DOCE PARA AS ELITES

Clerisvaldo B. Chagas

DOCE PARA AS ELITES
(Clerisvaldo B. Chagas. 17.6.2010)

A Rua Tertuliano Nepomuceno, em Santana do Ipanema, Alagoas, tem início no Largo da Feira e se estende até o lugar chamado Aterro. O aterro representa um elevado de terra feito para continuidade à velha rodagem BR-316. Designa uma das mais antigas vias de Santana, prolongamento do quadro comercial dos tempos de vila. Ainda não perdeu totalmente o nome de Rua da Matança, porque ali, ao ar livre, era abatido o gado durante as sextas. Muitos casos acontecidos no lugar são contados de avôs para os netos. Os cabarés que ocupavam o início foram empurrados continuadamente para o final, para o Aterro, para ambos os lados do Aterro. Rua de bares, de casas de jogos, de bailes noturnos, de ébrios e boêmios. Nos dias de feira transforma-se na Rua dos Porcos, das Panelas, da Palha... Das Toldas. Por ali já residiram pessoas como o “Fonfom” (figura típica, homem de confiança do Coronel Lucena); o campeão de xadrez, Brás (antigo funcionário da casa Ideal, sapataria de luxo de Santana) e mesmo o primeiro intendente interventor, Frederico Rocha.

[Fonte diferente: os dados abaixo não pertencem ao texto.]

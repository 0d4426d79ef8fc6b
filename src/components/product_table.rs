//! Product Table
//!
//! Filter bar plus table over the cached product list. The derived view is
//! recomputed on every keystroke and the whole table body re-renders.

use leptos::*;

use crate::format;
use crate::state::filter::{CurveFilter, ProductFilter, SortKey, MAX_TABLE_ROWS};
use crate::state::global::GlobalState;

/// Search, curve and sort controls bound to a shared `ProductFilter` signal
#[component]
pub fn FilterBar(filter: RwSignal<ProductFilter>) -> impl IntoView {
    view! {
        <div class="flex flex-col md:flex-row gap-3">
            <input
                type="text"
                placeholder="Buscar por SKU ou nome..."
                prop:value=move || filter.get().search
                on:input=move |ev| {
                    let search = event_target_value(&ev);
                    filter.update(|f| f.search = search);
                }
                class="flex-1 bg-gray-700 rounded-lg px-4 py-2
                       border border-gray-600 focus:border-amber-500 focus:outline-none"
            />

            <select
                on:change=move |ev| {
                    let curve = CurveFilter::from_value(&event_target_value(&ev));
                    filter.update(|f| f.curve = curve);
                }
                class="bg-gray-700 rounded-lg px-4 py-2
                       border border-gray-600 focus:border-amber-500 focus:outline-none"
            >
                <option value="todas">"Todas as curvas"</option>
                <option value="A">"Curva A"</option>
                <option value="B">"Curva B"</option>
                <option value="C">"Curva C"</option>
            </select>

            <select
                on:change=move |ev| {
                    let sort = SortKey::from_value(&event_target_value(&ev));
                    filter.update(|f| f.sort = sort);
                }
                class="bg-gray-700 rounded-lg px-4 py-2
                       border border-gray-600 focus:border-amber-500 focus:outline-none"
            >
                <option value="name">"Nome"</option>
                <option value="stock_asc">"Menor estoque"</option>
                <option value="stock_desc">"Maior estoque"</option>
                <option value="price_desc">"Maior preço"</option>
            </select>
        </div>
    }
}

/// Product table rendering the filtered view, capped at 50 rows
#[component]
pub fn ProductTable(filter: RwSignal<ProductFilter>) -> impl IntoView {
    let state = use_context::<GlobalState>().expect("GlobalState not found");

    let products = state.products;
    let products_error = state.products_error;

    view! {
        <div class="overflow-x-auto bg-gray-800 rounded-xl">
            <table class="w-full text-sm">
                <thead>
                    <tr class="text-left text-gray-400 border-b border-gray-700">
                        <th class="px-4 py-3">"SKU"</th>
                        <th class="px-4 py-3">"Produto"</th>
                        <th class="px-4 py-3 text-right">"Estoque"</th>
                        <th class="px-4 py-3 text-right">"Preço"</th>
                        <th class="px-4 py-3">"Curva"</th>
                        <th class="px-4 py-3">"Localização"</th>
                    </tr>
                </thead>
                <tbody>
                    {move || {
                        if let Some(error) = products_error.get() {
                            return view! {
                                <tr>
                                    <td colspan="6" class="px-4 py-6 text-center text-red-400">
                                        "Erro ao carregar produtos: " {error}
                                    </td>
                                </tr>
                            }
                            .into_view();
                        }

                        let view_rows = filter.get().apply(&products.get());

                        if view_rows.is_empty() {
                            return view! {
                                <tr>
                                    <td colspan="6" class="px-4 py-6 text-center text-gray-400">
                                        "Nenhum produto encontrado"
                                    </td>
                                </tr>
                            }
                            .into_view();
                        }

                        view_rows
                            .into_iter()
                            .take(MAX_TABLE_ROWS)
                            .map(|p| {
                                let low = p.stock <= crate::state::global::LOW_STOCK_THRESHOLD;
                                view! {
                                    <tr class="border-b border-gray-700 last:border-0 hover:bg-gray-750">
                                        <td class="px-4 py-2 font-mono text-xs">{p.sku}</td>
                                        <td class="px-4 py-2">{p.name}</td>
                                        <td class=format!(
                                            "px-4 py-2 text-right {}",
                                            if low { "text-red-400 font-semibold" } else { "" }
                                        )>
                                            {p.stock}
                                        </td>
                                        <td class="px-4 py-2 text-right">
                                            {format::currency(p.price)}
                                        </td>
                                        <td class="px-4 py-2">
                                            <CurveBadge curve=p.curve />
                                        </td>
                                        <td class="px-4 py-2 text-gray-400">{p.location}</td>
                                    </tr>
                                }
                            })
                            .collect_view()
                    }}
                </tbody>
            </table>
        </div>
    }
}

/// Colored badge for the ABC curve
#[component]
fn CurveBadge(curve: String) -> impl IntoView {
    let color = match curve.as_str() {
        "A" => "bg-amber-500",
        "B" => "bg-blue-500",
        "C" => "bg-gray-500",
        _ => "bg-gray-600",
    };

    view! {
        <span class=format!("{} text-xs px-2 py-0.5 rounded-full text-white", color)>
            {curve}
        </span>
    }
}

Perto do final da rua, do lado esquerdo, morava e trabalhava um barbeiro alto, moreno, simpático, de nome Manoel Mariano. Mariano era um dos inúmeros compadres de meu pai e gostava de visitar a nossa loja de tecidos. Sempre bem-humorado Mariano contou que certa vez, ele e a esposa, foram visitar um compadre, num sítio distante. Chegaram cedo e conversaram muito. Mas na hora do almoça ninguém falava em comida. À hora ia passando, a barriga pedindo socorro até que, desenganado, o casal visitante resolveu ir embora. Foi aí que o compadre disse: “Vá agora não, Mariano. A mulher estar fazendo um docinho ali na cozinha, sai logo!” Manoel ainda quis se animar, porém, a mulher do visitado pegou a deixa lá na cozinha e falou em voz alta: “E compadre é besta para comer doce quente e morrer, hem compadre!” E com essa, Manoel Mariano e sua esposa desocuparam rapidamente a casa e se fizeram na poeira de volta a Santana.

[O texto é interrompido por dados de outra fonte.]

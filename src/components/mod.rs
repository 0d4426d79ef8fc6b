//! UI Components
//!
//! Reusable Leptos components for the dashboard.

pub mod chart;
pub mod loading;
pub mod nav;
pub mod product_table;
pub mod stat_card;
pub mod toast;

pub use chart::{CurveBarChart, EvolutionLineChart, TopProductsDonut};
pub use loading::{ChartSkeleton, Loading};
pub use nav::Nav;
pub use product_table::{FilterBar, ProductTable};
pub use stat_card::{CurveValueList, GoalCard, SummaryCards, TopProductsList};
pub use toast::Toast;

Muito tempo depois do caso de Manoel, estando eu na ante-sala do governador, enquanto aguardava, vieram lembranças da Rua Tertuliano Nepomuceno. Com elas, surgiu na mente a saga do barbeiro faminto. E naquele lugar de protocolos, seguranças, boas palestras, os ventos que traziam aromas adocicados sopravam pelos corredores, passavam nas janelas de vidros, rapavam as tintas das paredes austeras e brancas. Comparei o governador à mulher do sítio mexendo as iguarias em fogo de lenha. Um mexido sem fim que varava a manhã, à tarde, à noite, indefinidamente. Levantei-me e fui espiar a rua pelos vidros multicores. Talvez estivesse enjoado com o cheiro lá de dentro. Ou era um cheiro virtual? Meus olhos procuravam outros seres das multidões que hipoteticamente, acompanham o barbeiro Manoel Mariano. E lá na praça grande vejo mendigos, grevistas, viciados, batalhadores, como se estivessem aguardando, não o almoço, mas pelos menos a esperança de um lanche muito magro. Mas eu tinha a consciência de que eles só podiam contar com a fome do barbeiro. O mortal comum apenas pode observar de longe quando passa o “DOCE” PARA AS ELITES.